I am an Interventional Cardiologist appointed as a Consultant at the Glenfield Hospital, University Hospitals of Leicester, since 2017. I trained in the Eastern Deanery and completed a PhD from Kings College, London with subsequent publications in the field of cardiac CMR and perfusion imaging. I completed my interventional training with a fellowship at Toronto General Hospital, Canada having been awarded the BCIS fellowship.
I decided on Interventional Cardiology as I enjoyed the technical aspects of doing a procedural sub-speciality. I thrive on the fast pace of interventional cardiology, treating acutely unwell patients who require instant decision-making and intervention. I also enjoy the camaraderie of working in a team environment.

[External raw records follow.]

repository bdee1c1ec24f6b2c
mod spinner;

pub use spinner::Spinner;
//! Reusable UI building blocks.
//!
//! - [`Component`] - interactive widgets that handle keys and emit events
//! - [`EventResult`] - outcome of handling a key
//! - app-level overlays: toasts, error dialog, help, status bar

mod button;
mod command_status;
mod component;
pub mod components;
mod error_dialog;
mod help;
mod status_bar;
mod toast;
pub mod widgets;

pub use button::{Button, ButtonVariant};
pub use command_status::{CommandId, CommandTracker};
pub use color_eyre::Result;
pub use component::Component;
pub use components::{
    ConfirmDialog, ConfirmEvent, DataTable, FormDialog, FormEvent, FormField, FormValues, PickerDialog,
    PickerEvent, TableEvent, TableView, TextInput,
};
pub use error_dialog::{ErrorDialog, ErrorDialogEvent};
pub use help::{HelpEvent, HelpOverlay, Keybinding, KeybindingSection};
pub use status_bar::StatusBar;
pub use toast::{Toast, ToastManager, ToastType};
pub use widgets::Spinner;

/// Result of handling an input event.
///
/// - `Ignored` - the handler didn't recognize this input, the parent should
///   process it
/// - `Consumed` - the input was handled but produced no event
/// - `Event(E)` - the input was handled and produced an event
#[derive(Debug, Clone, PartialEq, Eq)]
pub enum EventResult<E> {
    Ignored,
    Consumed,
    Event(E),
}

impl<E> EventResult<E> {
    pub const fn is_consumed(&self) -> bool {
        !matches!(self, Self::Ignored)
    }

    pub fn map<U>(self, f: impl FnOnce(E) -> U) -> EventResult<U> {
        match self {
            Self::Ignored => EventResult::Ignored,
            Self::Consumed => EventResult::Consumed,
            Self::Event(e) => EventResult::Event(f(e)),
        }
    }
}

impl<E> From<E> for EventResult<E> {
    fn from(event: E) -> Self {
        Self::Event(event)
    }
}

/// Truncate a string to `max_width` characters, adding "..." if cut.
pub fn truncate(s: &str, max_width: usize) -> String {
    if s.chars().count() <= max_width {
        s.to_string()
    } else if max_width > 3 {
        let head: String = s.chars().take(max_width - 3).collect();
        format!("{head}...")
    } else {
        s.chars().take(max_width).collect()
    }
}
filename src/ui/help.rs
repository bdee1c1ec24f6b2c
use std::sync::Arc;

use crossterm::event::KeyEvent;
use ratatui::Frame;
use ratatui::layout::{Constraint, Rect};
use ratatui::style::{Modifier, Style};
use ratatui::text::{Line, Span};
use ratatui::widgets::{Block, BorderType, Borders, Clear, Paragraph};

use crate::Theme;
use crate::config::{GlobalAction, KeyResolver};
use crate::ui::{Component, EventResult, Result};

/// A key and what it does.
#[derive(Debug, Clone, PartialEq, Eq)]
pub struct Keybinding {
    pub key: String,
    pub description: String,
    /// Shown in the status bar as well as in the help overlay.
    pub hint: bool,
}

impl Keybinding {
    pub fn new(key: impl Into<String>, description: impl Into<String>) -> Self {
        Self {
            key: key.into(),
            description: description.into(),
            hint: false,
        }
    }

    pub fn hint(key: impl Into<String>, description: impl Into<String>) -> Self {
        Self {
            hint: true,
            ..Self::new(key, description)
        }
    }
}

pub struct KeybindingSection {
    pub title: String,
    pub bindings: Vec<Keybinding>,
}

impl KeybindingSection {
    pub fn new(title: impl Into<String>, bindings: Vec<Keybinding>) -> Self {
        Self {
            title: title.into(),
            bindings,
        }
    }
}

pub enum HelpEvent {
    Close,
}

pub struct HelpOverlay {
    sections: Vec<KeybindingSection>,
    resolver: Arc<KeyResolver>,
}

impl HelpOverlay {
    pub const fn new(sections: Vec<KeybindingSection>, resolver: Arc<KeyResolver>) -> Self {
        Self { sections, resolver }
    }
}

impl Component for HelpOverlay {
    type Output = HelpEvent;

    fn handle_key(&mut self, key: KeyEvent) -> Result<EventResult<Self::Output>> {
        if self.resolver.matches_global(&key, GlobalAction::Help)
            || self.resolver.matches_global(&key, GlobalAction::Back)
        {
            return Ok(HelpEvent::Close.into());
        }
        Ok(EventResult::Consumed)
    }

    fn render(&mut self, frame: &mut Frame, area: Rect, theme: &Theme) {
        let popup_area = area.centered(Constraint::Percentage(60), Constraint::Percentage(70));
        frame.render_widget(Clear, popup_area);

        let key_width = self
            .sections
            .iter()
            .flat_map(|s| s.bindings.iter())
            .map(|kb| kb.key.chars().count())
            .max()
            .unwrap_or(1);

        let section_style = Style::default()
            .fg(theme.mauve())
            .add_modifier(Modifier::BOLD);
        let key_style = Style::default()
            .fg(theme.peach())
            .add_modifier(Modifier::BOLD);
        let desc_style = Style::default().fg(theme.text());

        let mut lines = Vec::new();
        for section in &self.sections {
            if section.bindings.is_empty() {
                continue;
            }
            if !lines.is_empty() {
                lines.push(Line::from(""));
            }
            lines.push(Line::from(Span::styled(section.title.clone(), section_style)));
            for kb in &section.bindings {
                lines.push(Line::from(vec![
                    Span::styled(format!("{:>key_width$}", kb.key), key_style),
                    Span::raw("  "),
                    Span::styled(kb.description.clone(), desc_style),
                ]));
            }
        }

        let title = format!(
            " Help ({} or {} to close) ",
            self.resolver.display_global(GlobalAction::Help),
            self.resolver.display_global(GlobalAction::Back)
        );
        let block = Block::default()
            .title(title)
            .title_style(section_style)
            .borders(Borders::ALL)
            .border_type(BorderType::Rounded)
            .border_style(Style::default().fg(theme.lavender()))
            .style(Style::default().bg(theme.base()));

        frame.render_widget(Paragraph::new(lines).block(block), popup_area);
    }
}
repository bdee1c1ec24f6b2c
use ratatui::style::{Modifier, Style};
use ratatui::text::Span;

use crate::Theme;

/// Visual variant of a [`Button`]. Exactly one applies to each button.
#[derive(Debug, Clone, Copy, Default, PartialEq, Eq)]
pub enum ButtonVariant {
    #[default]
    Primary,
    Secondary,
    Danger,
    Link,
}

/// A key hint rendered as a button, e.g. `[y] Delete`.
#[derive(Debug, Clone, PartialEq, Eq)]
pub struct Button {
    key: String,
    label: String,
    variant: ButtonVariant,
}

impl Button {
    pub fn new(key: impl Into<String>, label: impl Into<String>) -> Self {
        Self {
            key: key.into(),
            label: label.into(),
            variant: ButtonVariant::Primary,
        }
    }

    #[must_use]
    pub const fn variant(mut self, variant: ButtonVariant) -> Self {
        self.variant = variant;
        self
    }

    fn label_style(&self, theme: &Theme) -> Style {
        let bold = Style::default().add_modifier(Modifier::BOLD);
        match self.variant {
            ButtonVariant::Primary => bold.fg(theme.success()),
            ButtonVariant::Secondary => bold.fg(theme.overlay1()),
            ButtonVariant::Danger => bold.fg(theme.error()),
            ButtonVariant::Link => Style::default()
                .fg(theme.blue())
                .add_modifier(Modifier::UNDERLINED),
        }
    }

    pub fn spans(&self, theme: &Theme) -> Vec<Span<'static>> {
        let key_style = Style::default()
            .fg(theme.peach())
            .add_modifier(Modifier::BOLD);
        vec![
            Span::styled(format!("[{}]", self.key), key_style),
            Span::raw(" "),
            Span::styled(self.label.clone(), self.label_style(theme)),
        ]
    }
}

I am frequently asked whether as a female, interventional training is difficult. The oft-cited issues are the perceived “macho” culture of working in a male-dominated field and the often long and rigid training plans. There is no doubt that combining a family with interventional training is a challenge. I worked predominantly full-time as a trainee with three young children and getting a good work-life balance always seemed beyond reach.
The important considerations that can ease the stress of combining training in Cardiology with a family are good quality childcare, a supportive partner/family and flexible training. There are also more female role-models who have successfully navigated the journey and are available for sponsorship and mentorship along the way.
We are now at a cross-roads in Cardiology whereby it is well-understood that if we don’t address the gender-imbalance then valuable talent will be lost. I do believe that if you are passionate about your sub-specialty then you will overcome all odds, and the rewards of doing a job that you enjoy are immense and well-worth the training journey.